[Listed entries Boundary: Start]

use glam::Vec3;
use rand::prelude::*;
use std::f32::consts::TAU;

#[repr(C)]
#[derive(Copy, Clone, Debug, Default, bytemuck::Pod, bytemuck::Zeroable)]
pub struct Vertex {
    pub position: [f32; 3],
    pub normal: [f32; 3],
}

/// Indexed triangle list with counter-clockwise front faces.
#[derive(Clone, Debug, Default)]
pub struct MeshData {
    pub vertices: Vec<Vertex>,
    pub indices: Vec<u32>,
}

impl MeshData {
    fn push(&mut self, position: Vec3, normal: Vec3) {
        self.vertices.push(Vertex {
            position: position.to_array(),
            normal: normal.normalize_or_zero().to_array(),
        });
    }

    /// Emit the two triangles of the quad `a b c d` as (a,b,d) and (b,c,d).
    fn quad(&mut self, a: u32, b: u32, c: u32, d: u32) {
        self.indices.extend_from_slice(&[a, b, d, b, c, d]);
    }

    pub fn triangle_count(&self) -> usize {
        self.indices.len() / 3
    }
}

/// Shapes placed in the page sections.
#[derive(Clone, Copy, Debug, PartialEq)]
pub enum Shape {
    Torus {
        radius: f32,
        tube: f32,
        radial_segments: u32,
        tubular_segments: u32,
    },
    Cone {
        radius: f32,
        height: f32,
        radial_segments: u32,
    },
    TorusKnot {
        radius: f32,
        tube: f32,
        tubular_segments: u32,
        radial_segments: u32,
        p: u32,
        q: u32,
    },
}

impl Shape {
    /// Section shapes in page order.
    pub const SECTIONS: [Shape; 3] = [
        Shape::Torus {
            radius: 1.0,
            tube: 0.4,
            radial_segments: 16,
            tubular_segments: 60,
        },
        Shape::Cone {
            radius: 1.0,
            height: 2.0,
            radial_segments: 32,
        },
        Shape::TorusKnot {
            radius: 0.8,
            tube: 0.35,
            tubular_segments: 100,
            radial_segments: 16,
            p: 2,
            q: 3,
        },
    ];

    pub fn name(&self) -> &'static str {
        match self {
            Shape::Torus { .. } => "torus",
            Shape::Cone { .. } => "cone",
            Shape::TorusKnot { .. } => "torus_knot",
        }
    }

    pub fn build(&self) -> MeshData {
        match *self {
            Shape::Torus {
                radius,
                tube,
                radial_segments,
                tubular_segments,
            } => torus(radius, tube, radial_segments, tubular_segments),
            Shape::Cone {
                radius,
                height,
                radial_segments,
            } => cone(radius, height, radial_segments),
            Shape::TorusKnot {
                radius,
                tube,
                tubular_segments,
                radial_segments,
                p,
                q,
            } => torus_knot(radius, tube, tubular_segments, radial_segments, p, q),
        }
    }
}

pub fn torus(radius: f32, tube: f32, radial_segments: u32, tubular_segments: u32) -> MeshData {
    let radial = radial_segments.max(2);
    let tubular = tubular_segments.max(3);
    let mut mesh = MeshData::default();

    for j in 0..=radial {
        let v = j as f32 / radial as f32 * TAU;
        for i in 0..=tubular {
            let u = i as f32 / tubular as f32 * TAU;
            let ring = radius + tube * v.cos();
            let p = Vec3::new(ring * u.cos(), ring * u.sin(), tube * v.sin());
            let center = Vec3::new(radius * u.cos(), radius * u.sin(), 0.0);
            mesh.push(p, p - center);
        }
    }

    let row = tubular + 1;
    for j in 1..=radial {
        for i in 1..=tubular {
            let a = row * j + i - 1;
            let b = row * (j - 1) + i - 1;
            let c = row * (j - 1) + i;
            let d = row * j + i;
            mesh.quad(a, b, c, d);
        }
    }
    mesh
}

/// Closed cone with its apex up, centered on the origin.
pub fn cone(radius: f32, height: f32, radial_segments: u32) -> MeshData {
    let radial = radial_segments.max(3);
    let half = height / 2.0;
    let slope = radius / height;
    let mut mesh = MeshData::default();

    // Side: two rings (apex, base); apex ring collapses to a point but keeps
    // per-column normals.
    for ring in 0..=1u32 {
        let r = ring as f32 * radius;
        let y = half - ring as f32 * height;
        for x in 0..=radial {
            let theta = x as f32 / radial as f32 * TAU;
            let (s, c) = theta.sin_cos();
            mesh.push(Vec3::new(r * s, y, r * c), Vec3::new(s, slope, c));
        }
    }
    let row = radial + 1;
    for x in 0..radial {
        let a = x;
        let b = row + x;
        let c = row + x + 1;
        let d = x + 1;
        mesh.quad(a, b, c, d);
    }

    // Base cap, facing -Y.
    let center_start = mesh.vertices.len() as u32;
    for _ in 0..radial {
        mesh.push(Vec3::new(0.0, -half, 0.0), Vec3::NEG_Y);
    }
    let ring_start = mesh.vertices.len() as u32;
    for x in 0..=radial {
        let theta = x as f32 / radial as f32 * TAU;
        let (s, c) = theta.sin_cos();
        mesh.push(Vec3::new(radius * s, -half, radius * c), Vec3::NEG_Y);
    }
    for x in 0..radial {
        let c = center_start + x;
        let i = ring_start + x;
        mesh.indices.extend_from_slice(&[i + 1, i, c]);
    }
    mesh
}

pub fn torus_knot(
    radius: f32,
    tube: f32,
    tubular_segments: u32,
    radial_segments: u32,
    p: u32,
    q: u32,
) -> MeshData {
    let tubular = tubular_segments.max(3);
    let radial = radial_segments.max(3);
    let (p, q) = (p.max(1) as f32, q as f32);
    let mut mesh = MeshData::default();

    let curve = |u: f32| {
        let q_over_p = q / p * u;
        let cs = q_over_p.cos();
        Vec3::new(
            radius * (2.0 + cs) * 0.5 * u.cos(),
            radius * (2.0 + cs) * 0.5 * u.sin(),
            radius * q_over_p.sin() * 0.5,
        )
    };

    for i in 0..=tubular {
        let u = i as f32 / tubular as f32 * p * TAU;
        let p1 = curve(u);
        let p2 = curve(u + 0.01);
        let t = p2 - p1;
        let n = p2 + p1;
        let b = t.cross(n).normalize_or_zero();
        let n = b.cross(t).normalize_or_zero();
        for j in 0..=radial {
            let v = j as f32 / radial as f32 * TAU;
            let cx = -tube * v.cos();
            let cy = tube * v.sin();
            let pos = p1 + n * cx + b * cy;
            mesh.push(pos, pos - p1);
        }
    }

    let row = radial + 1;
    for j in 1..=tubular {
        for i in 1..=radial {
            let a = row * (j - 1) + (i - 1);
            let b = row * j + (i - 1);
            let c = row * j + i;
            let d = row * (j - 1) + i;
            mesh.quad(a, b, c, d);
        }
    }
    mesh
}

/// Random point cloud spanning every section vertically.
///
/// X and Z cover `[-spread/2, spread/2)`; Y starts half a section above the
/// first mesh and runs down through `spacing * section_count`.
pub fn particle_field(
    count: usize,
    spread: f32,
    spacing: f32,
    section_count: usize,
    seed: u64,
) -> Vec<[f32; 3]> {
    let mut rng = StdRng::seed_from_u64(seed);
    let depth = spacing * section_count as f32;
    (0..count)
        .map(|_| {
            let x = (rng.gen::<f32>() - 0.5) * spread;
            let y = spacing * 0.5 - rng.gen::<f32>() * depth;
            let z = (rng.gen::<f32>() - 0.5) * spread;
            [x, y, z]
        })
        .collect()
}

[Listed entries Boundary: End]

Your assignment → An exact copy of every record is needed, so retype them all.

Exercise output →
use glam::Vec3;
use rand::prelude::*;
use std::f32::consts::TAU;

#[repr(C)]
#[derive(Copy, Clone, Debug, Default, bytemuck::Pod, bytemuck::Zeroable)]
pub struct Vertex {
    pub position: [f32; 3],
    pub normal: [f32; 3],
}

/// Indexed triangle list with counter-clockwise front faces.
#[derive(Clone, Debug, Default)]
pub struct MeshData {
    pub vertices: Vec<Vertex>,
    pub indices: Vec<u32>,
}

impl MeshData {
    fn push(&mut self, position: Vec3, normal: Vec3) {
        self.vertices.push(Vertex {
            position: position.to_array(),
            normal: normal.normalize_or_zero().to_array(),
        });
    }

    /// Emit the two triangles of the quad `a b c d` as (a,b,d) and (b,c,d).
    fn quad(&mut self, a: u32, b: u32, c: u32, d: u32) {
        self.indices.extend_from_slice(&[a, b, d, b, c, d]);
    }

    pub fn triangle_count(&self) -> usize {
        self.indices.len() / 3
    }
}

/// Shapes placed in the page sections.
#[derive(Clone, Copy, Debug, PartialEq)]
pub enum Shape {
    Torus {
        radius: f32,
        tube: f32,
        radial_segments: u32,
        tubular_segments: u32,
    },
    Cone {
        radius: f32,
        height: f32,
        radial_segments: u32,
    },
    TorusKnot {
        radius: f32,
        tube: f32,
        tubular_segments: u32,
        radial_segments: u32,
        p: u32,
        q: u32,
    },
}

impl Shape {
    /// Section shapes in page order.
    pub const SECTIONS: [Shape; 3] = [
        Shape::Torus {
            radius: 1.0,
            tube: 0.4,
            radial_segments: 16,
            tubular_segments: 60,
        },
        Shape::Cone {
            radius: 1.0,
            height: 2.0,
            radial_segments: 32,
        },
        Shape::TorusKnot {
            radius: 0.8,
            tube: 0.35,
            tubular_segments: 100,
            radial_segments: 16,
            p: 2,
            q: 3,
        },
    ];

    pub fn name(&self) -> &'static str {
        match self {
            Shape::Torus { .. } => "torus",
            Shape::Cone { .. } => "cone",
            Shape::TorusKnot { .. } => "torus_knot",
        }
    }

    pub fn build(&self) -> MeshData {
        match *self {
            Shape::Torus {
                radius,
                tube,
                radial_segments,
                tubular_segments,
            } => torus(radius, tube, radial_segments, tubular_segments),
            Shape::Cone {
                radius,
                height,
                radial_segments,
            } => cone(radius, height, radial_segments),
            Shape::TorusKnot {
                radius,
                tube,
                tubular_segments,
                radial_segments,
                p,
                q,
            } => torus_knot(radius, tube, tubular_segments, radial_segments, p, q),
        }
    }
}

pub fn torus(radius: f32, tube: f32, radial_segments: u32, tubular_segments: u32) -> MeshData {
    let radial = radial_segments.max(2);
    let tubular = tubular_segments.max(3);
    let mut mesh = MeshData::default();

    for j in 0..=radial {
        let v = j as f32 / radial as f32 * TAU;
        for i in 0..=tubular {
            let u = i as f32 / tubular as f32 * TAU;
            let ring = radius + tube * v.cos();
            let p = Vec3::new(ring * u.cos(), ring * u.sin(), tube * v.sin());
            let center = Vec3::new(radius * u.cos(), radius * u.sin(), 0.0);
            mesh.push(p, p - center);
        }
    }

    let row = tubular + 1;
    for j in 1..=radial {
        for i in 1..=tubular {
            let a = row * j + i - 1;
            let b = row * (j - 1) + i - 1;
            let c = row * (j - 1) + i;
            let d = row * j + i;
            mesh.quad(a, b, c, d);
        }
    }
    mesh
}

/// Closed cone with its apex up, centered on the origin.
pub fn cone(radius: f32, height: f32, radial_segments: u32) -> MeshData {
    let radial = radial_segments.max(3);
    let half = height / 2.0;
    let slope = radius / height;
    let mut mesh = MeshData::default();

    // Side: two rings (apex, base); apex ring collapses to a point but keeps
    // per-column normals.
    for ring in 0..=1u32 {
        let r = ring as f32 * radius;
        let y = half - ring as f32 * height;
        for x in 0..=radial {
            let theta = x as f32 / radial as f32 * TAU;
            let (s, c) = theta.sin_cos();
            mesh.push(Vec3::new(r * s, y, r * c), Vec3::new(s, slope, c));
        }
    }
    let row = radial + 1;
    for x in 0..radial {
        let a = x;
        let b = row + x;
        let c = row + x + 1;
        let d = x + 1;
        mesh.quad(a, b, c, d);
    }

    // Base cap, facing -Y.
    let center_start = mesh.vertices.len() as u32;
    for _ in 0..radial {
        mesh.push(Vec3::new(0.0, -half, 0.0), Vec3::NEG_Y);
    }
    let ring_start = mesh.vertices.len() as u32;
    for x in 0..=radial {
        let theta = x as f32 / radial as f32 * TAU;
        let (s, c) = theta.sin_cos();
        mesh.push(Vec3::new(radius * s, -half, radius * c), Vec3::NEG_Y);
    }
    for x in 0..radial {
        let c = center_start + x;
        let i = ring_start + x;
        mesh.indices.extend_from_slice(&[i + 1, i, c]);
    }
    mesh
}

pub fn torus_knot(
    radius: f32,
    tube: f32,
    tubular_segments: u32,
    radial_segments: u32,
    p: u32,
    q: u32,
) -> MeshData {
    let tubular = tubular_segments.max(3);
    let radial = radial_segments.max(3);
    let (p, q) = (p.max(1) as f32, q as f32);
    let mut mesh = MeshData::default();

    let curve = |u: f32| {
        let q_over_p = q / p * u;
        let cs = q_over_p.cos();
        Vec3::new(
            radius * (2.0 + cs) * 0.5 * u.cos(),
            radius * (2.0 + cs) * 0.5 * u.sin(),
            radius * q_over_p.sin() * 0.5,
        )
    };

    for i in 0..=tubular {
        let u = i as f32 / tubular as f32 * p * TAU;
        let p1 = curve(u);
        let p2 = curve(u + 0.01);
        let t = p2 - p1;
        let n = p2 + p1;
        let b = t.cross(n).normalize_or_zero();
        let n = b.cross(t).normalize_or_zero();
        for j in 0..=radial {
            let v = j as f32 / radial as f32 * TAU;
            let cx = -tube * v.cos();
            let cy = tube * v.sin();
            let pos = p1 + n * cx + b * cy;
            mesh.push(pos, pos - p1);
        }
    }

    let row = radial + 1;
    for j in 1..=tubular {
        for i in 1..=radial {
            let a = row * (j - 1) + (i - 1);
            let b = row * j + (i - 1);
            let c = row * j + i;
            let d = row * (j - 1) + i;
            mesh.quad(a, b, c, d);
        }
    }
    mesh
}

/// Random point cloud spanning every section vertically.
///
/// X and Z cover `[-spread/2, spread/2)`; Y starts half a section above the
/// first mesh and runs down through `spacing * section_count`.
pub fn particle_field(
    count: usize,
    spread: f32,
    spacing: f32,
    section_count: usize,
    seed: u64,
) -> Vec<[f32; 3]> {
    let mut rng = StdRng::seed_from_u64(seed);
    let depth = spacing * section_count as f32;
    (0..count)
        .map(|_| {
            let x = (rng.gen::<f32>() - 0.5) * spread;
            let y = spacing * 0.5 - rng.gen::<f32>() * depth;
            let z = (rng.gen::<f32>() - 0.5) * spread;
            [x, y, z]
        })
        .collect()
}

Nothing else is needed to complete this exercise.